Stored items

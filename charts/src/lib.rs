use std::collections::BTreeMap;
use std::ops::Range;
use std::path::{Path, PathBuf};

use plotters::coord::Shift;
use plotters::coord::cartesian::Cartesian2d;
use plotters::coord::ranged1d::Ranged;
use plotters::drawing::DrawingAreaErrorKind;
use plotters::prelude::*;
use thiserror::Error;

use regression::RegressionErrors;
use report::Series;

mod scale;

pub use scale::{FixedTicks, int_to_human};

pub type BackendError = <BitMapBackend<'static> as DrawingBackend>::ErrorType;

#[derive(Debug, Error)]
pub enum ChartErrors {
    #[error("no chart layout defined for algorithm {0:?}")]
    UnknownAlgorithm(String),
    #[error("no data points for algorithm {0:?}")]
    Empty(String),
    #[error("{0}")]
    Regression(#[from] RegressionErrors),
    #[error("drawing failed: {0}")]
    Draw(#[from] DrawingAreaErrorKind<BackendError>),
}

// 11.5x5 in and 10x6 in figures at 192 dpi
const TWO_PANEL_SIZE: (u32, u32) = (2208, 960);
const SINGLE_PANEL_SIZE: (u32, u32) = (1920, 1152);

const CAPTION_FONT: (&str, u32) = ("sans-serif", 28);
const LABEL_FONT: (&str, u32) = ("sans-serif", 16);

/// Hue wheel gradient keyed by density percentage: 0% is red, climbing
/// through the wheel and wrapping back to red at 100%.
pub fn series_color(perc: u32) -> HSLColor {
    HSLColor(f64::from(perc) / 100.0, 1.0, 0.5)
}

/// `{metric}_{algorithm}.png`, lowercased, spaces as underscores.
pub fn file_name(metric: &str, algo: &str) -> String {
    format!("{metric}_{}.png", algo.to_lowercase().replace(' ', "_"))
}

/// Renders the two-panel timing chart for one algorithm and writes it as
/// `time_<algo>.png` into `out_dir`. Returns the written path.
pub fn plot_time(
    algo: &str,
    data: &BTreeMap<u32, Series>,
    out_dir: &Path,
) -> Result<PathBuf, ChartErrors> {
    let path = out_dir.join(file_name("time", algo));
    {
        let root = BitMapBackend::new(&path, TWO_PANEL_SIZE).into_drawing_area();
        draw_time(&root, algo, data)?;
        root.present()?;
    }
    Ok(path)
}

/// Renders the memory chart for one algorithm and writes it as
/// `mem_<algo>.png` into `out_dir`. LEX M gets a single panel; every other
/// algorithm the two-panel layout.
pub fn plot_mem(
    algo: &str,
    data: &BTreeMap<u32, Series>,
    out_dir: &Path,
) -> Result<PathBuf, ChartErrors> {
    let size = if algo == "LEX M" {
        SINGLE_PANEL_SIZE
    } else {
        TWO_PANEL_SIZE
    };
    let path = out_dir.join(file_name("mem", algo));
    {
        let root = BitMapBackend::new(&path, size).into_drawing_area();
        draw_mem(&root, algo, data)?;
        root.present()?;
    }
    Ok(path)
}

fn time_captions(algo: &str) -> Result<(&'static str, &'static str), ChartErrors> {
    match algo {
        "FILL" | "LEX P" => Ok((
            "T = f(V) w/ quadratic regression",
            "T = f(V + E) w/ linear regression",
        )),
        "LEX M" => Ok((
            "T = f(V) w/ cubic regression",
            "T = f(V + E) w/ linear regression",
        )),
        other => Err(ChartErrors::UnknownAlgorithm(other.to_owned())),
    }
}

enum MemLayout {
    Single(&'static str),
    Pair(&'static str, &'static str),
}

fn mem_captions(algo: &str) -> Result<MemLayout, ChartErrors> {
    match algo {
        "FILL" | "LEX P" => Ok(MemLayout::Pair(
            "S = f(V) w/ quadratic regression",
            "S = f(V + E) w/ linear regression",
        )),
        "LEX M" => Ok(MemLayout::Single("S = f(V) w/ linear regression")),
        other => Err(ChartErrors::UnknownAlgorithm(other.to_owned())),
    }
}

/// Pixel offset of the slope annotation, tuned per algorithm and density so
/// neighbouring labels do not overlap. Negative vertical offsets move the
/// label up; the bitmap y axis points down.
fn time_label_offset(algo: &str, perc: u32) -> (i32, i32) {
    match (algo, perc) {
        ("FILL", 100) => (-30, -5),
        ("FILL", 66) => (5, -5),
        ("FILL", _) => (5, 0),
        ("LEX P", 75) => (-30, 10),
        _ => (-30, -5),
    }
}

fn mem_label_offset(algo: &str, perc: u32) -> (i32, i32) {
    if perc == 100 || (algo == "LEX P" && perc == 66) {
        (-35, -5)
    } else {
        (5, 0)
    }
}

==

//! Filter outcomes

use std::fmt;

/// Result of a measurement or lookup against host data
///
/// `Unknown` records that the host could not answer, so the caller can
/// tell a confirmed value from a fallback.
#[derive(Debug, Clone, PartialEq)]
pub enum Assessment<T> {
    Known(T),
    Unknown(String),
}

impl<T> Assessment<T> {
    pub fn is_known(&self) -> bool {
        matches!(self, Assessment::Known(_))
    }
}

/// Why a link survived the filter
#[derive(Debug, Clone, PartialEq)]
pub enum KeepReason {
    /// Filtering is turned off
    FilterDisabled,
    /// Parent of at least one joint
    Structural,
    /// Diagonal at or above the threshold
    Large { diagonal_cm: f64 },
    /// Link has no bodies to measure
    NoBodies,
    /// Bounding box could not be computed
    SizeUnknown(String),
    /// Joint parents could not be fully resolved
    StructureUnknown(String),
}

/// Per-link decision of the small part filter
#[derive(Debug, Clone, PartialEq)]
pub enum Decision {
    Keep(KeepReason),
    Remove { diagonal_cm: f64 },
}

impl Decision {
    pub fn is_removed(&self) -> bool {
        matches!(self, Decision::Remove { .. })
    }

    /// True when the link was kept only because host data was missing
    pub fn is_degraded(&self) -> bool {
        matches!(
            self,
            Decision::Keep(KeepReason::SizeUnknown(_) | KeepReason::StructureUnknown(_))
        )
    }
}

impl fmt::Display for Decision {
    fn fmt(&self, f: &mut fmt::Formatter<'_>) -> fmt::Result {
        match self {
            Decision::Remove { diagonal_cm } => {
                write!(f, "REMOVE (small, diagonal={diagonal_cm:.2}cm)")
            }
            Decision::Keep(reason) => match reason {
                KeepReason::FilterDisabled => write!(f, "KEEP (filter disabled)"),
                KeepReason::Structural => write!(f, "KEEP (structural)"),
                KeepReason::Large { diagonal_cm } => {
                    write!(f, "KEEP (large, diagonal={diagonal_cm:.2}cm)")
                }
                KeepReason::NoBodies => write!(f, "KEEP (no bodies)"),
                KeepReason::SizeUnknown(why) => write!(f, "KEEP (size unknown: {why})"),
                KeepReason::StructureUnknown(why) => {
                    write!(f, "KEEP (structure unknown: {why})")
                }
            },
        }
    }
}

==

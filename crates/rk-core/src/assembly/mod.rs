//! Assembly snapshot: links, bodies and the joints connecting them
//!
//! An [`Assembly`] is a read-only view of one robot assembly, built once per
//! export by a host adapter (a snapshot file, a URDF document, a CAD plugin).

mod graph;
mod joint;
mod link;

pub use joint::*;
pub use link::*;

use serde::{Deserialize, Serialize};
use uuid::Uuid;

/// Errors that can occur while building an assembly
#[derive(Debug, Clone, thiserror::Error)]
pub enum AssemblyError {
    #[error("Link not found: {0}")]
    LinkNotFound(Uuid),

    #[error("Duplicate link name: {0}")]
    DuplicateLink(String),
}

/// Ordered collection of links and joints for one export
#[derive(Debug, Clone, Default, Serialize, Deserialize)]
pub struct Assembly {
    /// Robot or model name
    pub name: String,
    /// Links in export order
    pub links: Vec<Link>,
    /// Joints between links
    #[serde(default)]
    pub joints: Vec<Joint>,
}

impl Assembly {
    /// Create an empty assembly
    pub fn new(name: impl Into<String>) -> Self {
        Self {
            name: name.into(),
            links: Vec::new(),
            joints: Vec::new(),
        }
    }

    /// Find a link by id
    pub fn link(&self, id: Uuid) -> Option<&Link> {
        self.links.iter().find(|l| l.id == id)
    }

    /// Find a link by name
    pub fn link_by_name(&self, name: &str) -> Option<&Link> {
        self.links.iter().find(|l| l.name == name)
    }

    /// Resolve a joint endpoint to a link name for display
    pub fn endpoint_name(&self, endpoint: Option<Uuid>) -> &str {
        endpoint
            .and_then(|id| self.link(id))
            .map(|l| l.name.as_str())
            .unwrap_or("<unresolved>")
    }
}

_What you should do_: Above are the records. Copy the lines beginning at the one that has "filename charts/src/lib.rs" and ending with the one that has "pub fn file_name(metric: &str, algo: &str)", unchanged.

_Result of this task_:
filename charts/src/lib.rs
use std::collections::BTreeMap;
use std::ops::Range;
use std::path::{Path, PathBuf};

use plotters::coord::Shift;
use plotters::coord::cartesian::Cartesian2d;
use plotters::coord::ranged1d::Ranged;
use plotters::drawing::DrawingAreaErrorKind;
use plotters::prelude::*;
use thiserror::Error;

use regression::RegressionErrors;
use report::Series;

mod scale;

pub use scale::{FixedTicks, int_to_human};

pub type BackendError = <BitMapBackend<'static> as DrawingBackend>::ErrorType;

#[derive(Debug, Error)]
pub enum ChartErrors {
    #[error("no chart layout defined for algorithm {0:?}")]
    UnknownAlgorithm(String),
    #[error("no data points for algorithm {0:?}")]
    Empty(String),
    #[error("{0}")]
    Regression(#[from] RegressionErrors),
    #[error("drawing failed: {0}")]
    Draw(#[from] DrawingAreaErrorKind<BackendError>),
}

// 11.5x5 in and 10x6 in figures at 192 dpi
const TWO_PANEL_SIZE: (u32, u32) = (2208, 960);
const SINGLE_PANEL_SIZE: (u32, u32) = (1920, 1152);

const CAPTION_FONT: (&str, u32) = ("sans-serif", 28);
const LABEL_FONT: (&str, u32) = ("sans-serif", 16);

/// Hue wheel gradient keyed by density percentage: 0% is red, climbing
/// through the wheel and wrapping back to red at 100%.
pub fn series_color(perc: u32) -> HSLColor {
    HSLColor(f64::from(perc) / 100.0, 1.0, 0.5)
}

/// `{metric}_{algorithm}.png`, lowercased, spaces as underscores.
pub fn file_name(metric: &str, algo: &str) -> String {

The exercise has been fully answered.